But that didn’t mean she believed WiFi or cell service was harmful to humans, much less that a person could physically sense those radio waves.
“I honestly don’t believe in [electromagnetic sensitivity], and that’s because the people who have it have such a vast array of symptoms,” Beaudet said. “We’re talking about anything from headaches to cancer. So many different symptoms are blamed on this phenomenon. You can always find a study here or there in support of whatever you want, but more studies show no compelling connection.”
EVEN DIANE SCHOU was skeptical of some electrosensitives. One long-term visitor to her home refused to help clean because he worried he’d lose his disability paycheck if someone saw him doing manual labor. Another requested a specific wine paired with every meal. “Some people want to come and I get the feeling that they’re not really harmed strongly by electromagnetic radiation,” Schou said. “They’re looking for somebody to take care of them.”

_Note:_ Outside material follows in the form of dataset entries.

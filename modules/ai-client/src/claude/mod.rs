pub(crate) mod types;

use anyhow::{anyhow, Result};
use async_trait::async_trait;
use reqwest::header::{HeaderMap, HeaderValue, CONTENT_TYPE};
use tracing::debug;

use crate::traits::{ChatAgent, Message, MessageRole};

const ANTHROPIC_API_URL: &str = "https://api.anthropic.com/v1";
const ANTHROPIC_VERSION: &str = "2023-06-01";

// =============================================================================
// Claude Agent
// =============================================================================

#[derive(Debug, Clone)]
pub struct Claude {
    api_key: String,
    model: String,
    base_url: String,
}

impl Claude {
    pub fn new(api_key: impl Into<String>, model: impl Into<String>) -> Self {
        Self {
            api_key: api_key.into(),
            model: model.into(),
            base_url: ANTHROPIC_API_URL.to_string(),
        }
    }

    pub fn with_base_url(mut self, url: impl Into<String>) -> Self {
        self.base_url = url.into();
        self
    }

    pub fn model(&self) -> &str {
        &self.model
    }

    fn headers(&self) -> Result<HeaderMap> {
        let mut headers = HeaderMap::new();
        headers.insert("x-api-key", HeaderValue::from_str(&self.api_key)?);
        headers.insert(
            "anthropic-version",
            HeaderValue::from_static(ANTHROPIC_VERSION),
        );
        headers.insert(CONTENT_TYPE, HeaderValue::from_static("application/json"));
        Ok(headers)
    }

    async fn send(&self, request: &types::ChatRequest) -> Result<types::ChatResponse> {
        let url = format!("{}/messages", self.base_url);

        debug!(model = %request.model, "Claude chat request");

        let response = reqwest::Client::new()
            .post(&url)
            .headers(self.headers()?)
            .json(request)
            .send()
            .await?;

        if !response.status().is_success() {
            let status = response.status();
            let error_text = response.text().await?;
            return Err(anyhow!("Claude API error ({}): {}", status, error_text));
        }

        Ok(response.json().await?)
    }

    /// The Anthropic API carries the system prompt out-of-band, so system
    /// messages are collected into `system` and the rest become turns.
    fn wire_request(&self, messages: &[Message]) -> types::ChatRequest {
        let mut system_parts: Vec<&str> = Vec::new();
        let mut turns: Vec<types::WireMessage> = Vec::new();

        for msg in messages {
            match msg.role {
                MessageRole::System => system_parts.push(&msg.content),
                MessageRole::User => turns.push(types::WireMessage::user(&msg.content)),
                MessageRole::Assistant => {
                    turns.push(types::WireMessage::assistant(&msg.content))
                }
            }
        }

        let mut request = types::ChatRequest::new(&self.model).messages(turns);
        if !system_parts.is_empty() {
            request = request.system(system_parts.join("\n\n"));
        }
        request
    }
}

// =============================================================================
// ChatAgent Implementation
// =============================================================================

#[async_trait]
impl ChatAgent for Claude {
    async fn chat(&self, messages: &[Message]) -> Result<String> {
        let request = self.wire_request(messages);
        let response = self.send(&request).await?;

        response
            .content
            .into_iter()
            .find_map(|block| match block {
                types::ContentBlock::Text { text } => Some(text),
                _ => None,
            })
            .ok_or_else(|| anyhow!("No text content from Claude"))
    }

    async fn extract_json(
        &self,
        messages: &[Message],
        schema_name: &str,
        schema: serde_json::Value,
    ) -> Result<String> {
        let request = self.wire_request(messages).forced_tool(types::ToolDefinitionWire {
            name: schema_name.to_string(),
            description: format!("Record the {} output", schema_name),
            input_schema: schema,
        });

        let response = self.send(&request).await?;

        let input = response
            .content
            .into_iter()
            .find_map(|block| match block {
                types::ContentBlock::ToolUse { input, .. } => Some(input),
                _ => None,
            })
            .ok_or_else(|| anyhow!("No tool_use content from Claude"))?;

        Ok(serde_json::to_string(&input)?)
    }
}
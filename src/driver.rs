// Copyright 2020 Xavier Gillard
//
// Permission is hereby granted, free of charge, to any person obtaining a copy of
// this software and associated documentation files (the "Software"), to deal in
// the Software without restriction, including without limitation the rights to
// use, copy, modify, merge, publish, distribute, sublicense, and/or sell copies of
// the Software, and to permit persons to whom the Software is furnished to do so,
// subject to the following conditions:
//
// The above copyright notice and this permission notice shall be included in all
// copies or substantial portions of the Software.
//
// THE SOFTWARE IS PROVIDED "AS IS", WITHOUT WARRANTY OF ANY KIND, EXPRESS OR
// IMPLIED, INCLUDING BUT NOT LIMITED TO THE WARRANTIES OF MERCHANTABILITY, FITNESS
// FOR A PARTICULAR PURPOSE AND NONINFRINGEMENT. IN NO EVENT SHALL THE AUTHORS OR
// COPYRIGHT HOLDERS BE LIABLE FOR ANY CLAIM, DAMAGES OR OTHER LIABILITY, WHETHER
// IN AN ACTION OF CONTRACT, TORT OR OTHERWISE, ARISING FROM, OUT OF OR IN
// CONNECTION WITH THE SOFTWARE OR THE USE OR OTHER DEALINGS IN THE SOFTWARE.

//! Wires C1-C9 together (C10): takes a parsed [`ClauseStore`], runs the
//! preprocessor unless `--noreduce` was given, runs the sweep, and folds the
//! `2^unusedVariables` factor (§4.1) into the final [`Count`]. Kept separate
//! from `main` so it can be exercised directly by the end-to-end tests
//! (§8) without going through argument parsing or process exit codes.

use crate::bigint::Count;
use crate::cli::CliArgs;
use crate::clause::ClauseStore;
use crate::limits::Cutoff;
use crate::regions;
use crate::reorder;
use crate::sweep::{Engine, Halt};
use crate::varmap::VarMap;

/// The outcome of one complete run: either the exact count (possibly zero,
/// meaning UNSAT) together with how the sweep finished, grounds every line
/// of the §6 result block.
pub struct RunOutcome {
    pub count: Count,
    pub halt: Halt,
    pub operations: u64,
}

/// Runs the preprocessor (unless `args.skip_preprocessing()`) and the sweep
/// over `store`, returning the final count. `store` is consumed: both the
/// preprocessor and the sweep mutate/renumber it in place.
pub fn run(mut store: ClauseStore, args: &CliArgs, cutoff: &dyn Cutoff) -> RunOutcome {
    store.dedup();

    let mut unused_variables = 0u32;
    if !args.skip_preprocessing() {
        match store.unit_propagate() {
            Err(_unsat) => {
                return RunOutcome {
                    count: Count::zero(),
                    halt: Halt::Completed,
                    operations: 0,
                };
            }
            Ok(result) => {
                unused_variables = result.unused_variables;
                store.renumber_contiguous();
                apply_reordering(&mut store, args.turns);
            }
        }
    }

    let var_map = VarMap::build(store.clauses(), store.num_vars());
    let mut engine = Engine::new(&store);
    let outcome = engine.run(&store, &var_map, cutoff);

    RunOutcome {
        count: outcome.contribution.shl(unused_variables),
        halt: outcome.halt,
        operations: outcome.operations,
    }
}

/// Decomposes `store` into regions (C5), reorders each region to minimize
/// clause span (C6, bounded by `max_turns`), and renumbers variables so
/// regions occupy contiguous intervals in the new order.
fn apply_reordering(store: &mut ClauseStore, max_turns: u32) {
    let regions = regions::decompose(store.clauses(), store.num_vars());
    let mut permutation = vec![0u32; store.num_vars() as usize + 1];
    let mut next_slot = 1u32;
    for region in &regions {
        let reordered = reorder::reorder_region(region, store.clauses(), max_turns);
        for &v in &reordered {
            permutation[v as usize] = next_slot;
            next_slot += 1;
        }
    }
    store.apply_permutation(&permutation);
}
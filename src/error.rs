// Copyright 2020 Xavier Gillard
//
// Permission is hereby granted, free of charge, to any person obtaining a copy of
// this software and associated documentation files (the "Software"), to deal in
// the Software without restriction, including without limitation the rights to
// use, copy, modify, merge, publish, distribute, sublicense, and/or sell copies of
// the Software, and to permit persons to whom the Software is furnished to do so,
// subject to the following conditions:
//
// The above copyright notice and this permission notice shall be included in all
// copies or substantial portions of the Software.
//
// THE SOFTWARE IS PROVIDED "AS IS", WITHOUT WARRANTY OF ANY KIND, EXPRESS OR
// IMPLIED, INCLUDING BUT NOT LIMITED TO THE WARRANTIES OF MERCHANTABILITY, FITNESS
// FOR A PARTICULAR PURPOSE AND NONINFRINGEMENT. IN NO EVENT SHALL THE AUTHORS OR
// COPYRIGHT HOLDERS BE LIABLE FOR ANY CLAIM, DAMAGES OR OTHER LIABILITY, WHETHER
// IN AN ACTION OF CONTRACT, TORT OR OTHERWISE, ARISING FROM, OUT OF OR IN
// CONNECTION WITH THE SOFTWARE OR THE USE OR OTHER DEALINGS IN THE SOFTWARE.

//! The single fallible boundary of this crate. Parsing is the only thing that
//! can fail below the engine; the engine's own invariants are enforced by
//! construction.

use std::num::ParseIntError;

/// Errors that can arise while reading and parsing a DIMACS instance.
#[derive(Debug, thiserror::Error)]
pub enum CountError {
    /// There was an io related error.
    #[error("io error {0}")]
    Io(#[from] std::io::Error),
    /// The parser expected to read something that was an integer but got some
    /// garbage.
    #[error("parse int {0}")]
    ParseInt(#[from] ParseIntError),
    /// The instance was not a well-formed DIMACS CNF file.
    #[error("malformed dimacs input: {0}")]
    Dimacs(String),
}

/// The outcome reported on the final `c o STATUS=` line (§6).
#[derive(Copy, Clone, Debug, Eq, PartialEq)]
pub enum Status {
    Success,
    MemoryExceeded,
    TimeExceeded,
    Unknown,
    SigTerm,
}

impl Status {
    /// The exact token printed after `STATUS=`.
    pub fn as_str(self) -> &'static str {
        match self {
            Status::Success => "SUCCESS",
            Status::MemoryExceeded => "MEMORY-EXCEEDED",
            Status::TimeExceeded => "TIME-EXCEEDED",
            Status::Unknown => "UNKNOWN",
            Status::SigTerm => "SIGTERM",
        }
    }
}

impl std::fmt::Display for Status {
    fn fmt(&self, f: &mut std::fmt::Formatter<'_>) -> std::fmt::Result {
        write!(f, "{}", self.as_str())
    }
}

impl From<crate::limits::StopReason> for Status {
    fn from(reason: crate::limits::StopReason) -> Self {
        use crate::limits::StopReason::*;
        match reason {
            Timeout | CpuTimeout => Status::TimeExceeded,
            MemoryExceeded => Status::MemoryExceeded,
            SigInt => Status::Unknown,
            SigTerm => Status::SigTerm,
        }
    }
}

#[cfg(test)]
mod tests {
    use super::*;
    use crate::limits::StopReason;

    #[test]
    fn stop_reasons_map_to_their_status_tokens() {
        assert_eq!(Status::from(StopReason::Timeout).as_str(), "TIME-EXCEEDED");
        assert_eq!(Status::from(StopReason::CpuTimeout).as_str(), "TIME-EXCEEDED");
        assert_eq!(Status::from(StopReason::MemoryExceeded).as_str(), "MEMORY-EXCEEDED");
        assert_eq!(Status::from(StopReason::SigTerm).as_str(), "SIGTERM");
        assert_eq!(Status::from(StopReason::SigInt).as_str(), "UNKNOWN");
    }

    #[test]
    fn io_error_converts_via_from() {
        let io_err = std::io::Error::new(std::io::ErrorKind::NotFound, "missing");
        let err: CountError = io_err.into();
        assert!(matches!(err, CountError::Io(_)));
    }
}
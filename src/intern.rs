// Copyright 2020 Xavier Gillard
//
// Permission is hereby granted, free of charge, to any person obtaining a copy of
// this software and associated documentation files (the "Software"), to deal in
// the Software without restriction, including without limitation the rights to
// use, copy, modify, merge, publish, distribute, sublicense, and/or sell copies of
// the Software, and to permit persons to whom the Software is furnished to do so,
// subject to the following conditions:
//
// The above copyright notice and this permission notice shall be included in all
// copies or substantial portions of the Software.
//
// THE SOFTWARE IS PROVIDED "AS IS", WITHOUT WARRANTY OF ANY KIND, EXPRESS OR
// IMPLIED, INCLUDING BUT NOT LIMITED TO THE WARRANTIES OF MERCHANTABILITY, FITNESS
// FOR A PARTICULAR PURPOSE AND NONINFRINGEMENT. IN NO EVENT SHALL THE AUTHORS OR
// COPYRIGHT HOLDERS BE LIABLE FOR ANY CLAIM, DAMAGES OR OTHER LIABILITY, WHETHER
// IN AN ACTION OF CONTRACT, TORT OR OTHERWISE, ARISING FROM, OUT OF OR IN
// CONNECTION WITH THE SOFTWARE OR THE USE OR OTHER DEALINGS IN THE SOFTWARE.

//! Canonicalizes [`BitSet`] values by content using an arena-and-stable-index
//! design (see `DESIGN.md`) rather than a pointer graph: bitsets live in a
//! slab-style [`BitSetArena`] and are referenced everywhere else by
//! [`BitSetId`]; one [`InternTable`] holds, per first-variable, the chained
//! buckets of a textbook resizable hash table.

use crate::bitset::BitSet;

/// A stable reference into a [`BitSetArena`]. Cheap to copy, cheap to hash.
#[derive(Copy, Clone, Eq, PartialEq, Debug, Hash)]
pub struct BitSetId(u32);

/// Slab allocator for [`BitSet`] storage, with a free list that recycles the
/// slots of bitsets released by [`InternTable::flush_vars`].
#[derive(Default)]
pub struct BitSetArena {
    slots: Vec<BitSet>,
    free: Vec<u32>,
}

impl BitSetArena {
    pub fn new() -> Self {
        Self::default()
    }

    /// Allocates a fresh, empty bitset and returns its id.
    pub fn alloc(&mut self) -> BitSetId {
        if let Some(idx) = self.free.pop() {
            self.slots[idx as usize] = BitSet::new();
            BitSetId(idx)
        } else {
            self.slots.push(BitSet::new());
            BitSetId((self.slots.len() - 1) as u32)
        }
    }

    pub fn get(&self, id: BitSetId) -> &BitSet {
        &self.slots[id.0 as usize]
    }

    pub fn get_mut(&mut self, id: BitSetId) -> &mut BitSet {
        &mut self.slots[id.0 as usize]
    }

    /// Returns a slot to the free list for reuse. Callers must ensure no
    /// remaining reference to `id` survives this call.
    pub fn free(&mut self, id: BitSetId) {
        self.free.push(id.0);
    }
}

const INITIAL_SLOTS: usize = 2 << 10;
const LOAD_FACTOR: f64 = 0.75;

/// The chained-bucket hash table for a single variable, keyed by bitset
/// content hash. Buckets are plain `Vec`s rather than an intrusive linked
/// list - equivalent chaining semantics, idiomatic storage.
struct VarTable {
    buckets: Vec<Vec<BitSetId>>,
    num_keys: usize,
}

impl VarTable {
    fn new() -> Self {
        VarTable {
            buckets: vec![Vec::new(); INITIAL_SLOTS],
            num_keys: 0,
        }
    }

    fn expand(&mut self, arena: &BitSetArena) {
        let old_capacity = self.buckets.len();
        let new_capacity = old_capacity * 2;
        let split_bit = old_capacity.trailing_zeros();
        let mut new_buckets: Vec<Vec<BitSetId>> = vec![Vec::new(); new_capacity];
        for (slot, chain) in self.buckets.drain(..).enumerate() {
            for id in chain {
                let h = arena.get(id).hash_code as usize;
                let moves = (h >> split_bit) & 1 == 1;
                let dest = if moves { slot + old_capacity } else { slot };
                new_buckets[dest].push(id);
            }
        }
        self.buckets = new_buckets;
    }
}

/// One hash table per variable, indexed by the smallest variable appearing in
/// a bitset's content (`firstSetBit(bs) / 2`). Bitsets with no set bit at all
/// canonicalize to the shared empty bitset rather than entering any table.
pub struct InternTable {
    tables: Vec<VarTable>,
    empty_id: BitSetId,
}

impl InternTable {
    /// `num_vars` is the number of variables after preprocessing; tables are
    /// indexed `1..=num_vars`.
    pub fn new(num_vars: u32, arena: &mut BitSetArena) -> Self {
        let empty_id = arena.alloc();
        let mut tables = Vec::with_capacity(num_vars as usize + 1);
        for _ in 0..=num_vars {
            tables.push(VarTable::new());
        }
        InternTable { tables, empty_id }
    }

    /// The canonical representative of the empty bitset.
    pub fn empty_id(&self) -> BitSetId {
        self.empty_id
    }

    /// Canonicalizes `candidate` (already allocated in `arena`, with its bits
    /// already set): if an equal bitset is already interned, `candidate` is
    /// freed and the existing id is returned; otherwise `candidate` is
    /// inserted and its own id is returned. `candidate`'s hash code must
    /// already be up to date (see [`BitSet::recompute_hash`]).
    ///
    /// `unused_words` must be the engine's *current* window (`Engine::run`'s
    /// `unused_words` at the time of this call): the smallest variable in
    /// `candidate` is keyed by its *global* bit position, not a window-
    /// relative one, so that it lands in the same table `flush_vars` (keyed
    /// by global variable numbers) will later retire it from.
    pub fn intern(&mut self, candidate: BitSetId, arena: &mut BitSetArena, unused_words: u32) -> BitSetId {
        let first_bit = arena.get(candidate).next_set_bit(0, unused_words);
        if first_bit < 0 {
            arena.free(candidate);
            return self.empty_id;
        }
        let v = (first_bit as usize) / 2;
        let table = &mut self.tables[v];
        let hash = arena.get(candidate).hash_code;
        let slot = hash as usize % table.buckets.len();

        for &existing in &table.buckets[slot] {
            if arena.get(existing).hash_code == hash
                && arena.get(existing).stored_len() == arena.get(candidate).stored_len()
                && arena.get(existing).words() == arena.get(candidate).words()
            {
                arena.free(candidate);
                return existing;
            }
        }

        table.buckets[slot].push(candidate);
        table.num_keys += 1;
        arena.get_mut(candidate).saved_size = arena.get(candidate).cardinality();
        if table.num_keys as f64 >= LOAD_FACTOR * table.buckets.len() as f64 {
            table.expand(arena);
        }
        candidate
    }

    /// Releases every bitset interned under any of `vars` back to the arena's
    /// free list, and resets those variables' tables to fresh, empty ones.
    pub fn flush_vars(&mut self, vars: &[u32], arena: &mut BitSetArena) {
        for &v in vars {
            let table = &mut self.tables[v as usize];
            for chain in table.buckets.drain(..) {
                for id in chain {
                    arena.free(id);
                }
            }
            *table = VarTable::new();
        }
    }

    /// Applies the window-advance `reduce` to every bitset still interned
    /// anywhere in the table (used at a window-advance boundary).
    pub fn reduce_all(&mut self, words_to_lose: u32, arena: &mut BitSetArena) {
        for table in &mut self.tables {
            for chain in &table.buckets {
                for &id in chain {
                    arena.get_mut(id).reduce(words_to_lose);
                }
            }
        }
    }
}

#[cfg(test)]
mod tests {
    use super::*;

    fn set_bits(arena: &mut BitSetArena, id: BitSetId, bits: &[usize]) {
        for &b in bits {
            arena.get_mut(id).set(b, 0);
        }
        arena.get_mut(id).recompute_hash();
    }

    #[test]
    fn interning_same_content_returns_same_id() {
        let mut arena = BitSetArena::new();
        let mut table = InternTable::new(8, &mut arena);

        let a = arena.alloc();
        set_bits(&mut arena, a, &[2, 5]);
        let a = table.intern(a, &mut arena, 0);

        let b = arena.alloc();
        set_bits(&mut arena, b, &[5, 2]);
        let b = table.intern(b, &mut arena, 0);

        assert_eq!(a, b);
    }

    #[test]
    fn interning_idempotent_on_already_canonical_id() {
        let mut arena = BitSetArena::new();
        let mut table = InternTable::new(8, &mut arena);

        let a = arena.alloc();
        set_bits(&mut arena, a, &[3]);
        let a = table.intern(a, &mut arena, 0);

        let a2 = arena.alloc();
        set_bits(&mut arena, a2, &[3]);
        let a2 = table.intern(a2, &mut arena, 0);
        assert_eq!(a, a2);
    }

    #[test]
    fn empty_bitset_canonicalizes_without_a_table_entry() {
        let mut arena = BitSetArena::new();
        let mut table = InternTable::new(8, &mut arena);

        let e1 = arena.alloc();
        set_bits(&mut arena, e1, &[]);
        let e1 = table.intern(e1, &mut arena, 0);
        assert_eq!(e1, table.empty_id());
    }

    #[test]
    fn flush_vars_frees_all_entries_for_that_variable() {
        let mut arena = BitSetArena::new();
        let mut table = InternTable::new(8, &mut arena);

        let a = arena.alloc();
        set_bits(&mut arena, a, &[2, 3]); // variable 1
        let _a = table.intern(a, &mut arena, 0);

        table.flush_vars(&[1], &mut arena);

        let b = arena.alloc();
        set_bits(&mut arena, b, &[2, 3]);
        let b = table.intern(b, &mut arena, 0);
        // after the flush, interning identical content allocates a fresh id
        assert_eq!(arena.get(b).cardinality(), 2);
    }

    #[test]
    fn intern_keys_by_global_variable_after_the_window_advances() {
        // Global variable 40 sits at bit position 80; once the window has
        // advanced by one word (`unused_words = 1`), its content lives in
        // stored word 0. Interning must still key the per-variable table by
        // the *global* variable (40), not by the window-relative one a
        // `next_set_bit(0, 0)` call would derive (80 / 64 = word 1, so a
        // window-relative read would see bit 16 of stored word 0 and compute
        // variable 8 instead).
        let mut arena = BitSetArena::new();
        let mut table = InternTable::new(50, &mut arena);
        let unused_words: u32 = 1;

        let a = arena.alloc();
        arena.get_mut(a).set(80, unused_words);
        arena.get_mut(a).recompute_hash();
        let a = table.intern(a, &mut arena, unused_words);

        // Flushing an unrelated (and, under the bug, wrongly-derived) table
        // must not evict this entry.
        table.flush_vars(&[8], &mut arena);

        let b = arena.alloc();
        arena.get_mut(b).set(80, unused_words);
        arena.get_mut(b).recompute_hash();
        let b = table.intern(b, &mut arena, unused_words);
        assert_eq!(a, b, "identical content must still canonicalize to one id");

        // Flushing the correct (global) variable does evict it.
        table.flush_vars(&[40], &mut arena);
        let c = arena.alloc();
        arena.get_mut(c).set(80, unused_words);
        arena.get_mut(c).recompute_hash();
        let c = table.intern(c, &mut arena, unused_words);
        assert_ne!(a, c, "flushing variable 40 must have freed the old entry");
    }

    #[test]
    fn expand_preserves_all_entries() {
        let mut arena = BitSetArena::new();
        let mut table = InternTable::new(4, &mut arena);
        let mut ids = Vec::new();
        for i in 0..4000u32 {
            let id = arena.alloc();
            set_bits(&mut arena, id, &[6, (8 + i) as usize]);
            ids.push(table.intern(id, &mut arena, 0));
        }
        // every inserted bitset is distinct content, so all survive distinctly
        let mut seen = std::collections::HashSet::new();
        for id in &ids {
            let w = arena.get(*id).words().to_vec();
            assert!(seen.insert(w));
        }
    }
}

A number of electrosensitives exhibited signs of paranoia, depression, hypochondria, and outright kookiness, saying they were being followed by drones or monitored by the CIA. One told me he could electrify lightbulbs with his bare hands. Another claimed he’d visited Roswell, though I’m unsure what UFOs had to do with EHS. A woman believed she could hear music from rainbows. I met a Green Bank farmer who had become convinced that EHS was real, or at least as real as chemtrails—mind-control particles in the form of jet engine vapor that the government supposedly sprays over America to keep citizens docile. The farmer also believed Barack Obama was born outside the United States, that Hillary Clinton murdered a staffer, that John F. Kennedy was assassinated by his government, that “for years” there had been a cure for cancer, and that vaccines cause autism—all of it apparently masterminded by an evil cabal in Washington, D.C.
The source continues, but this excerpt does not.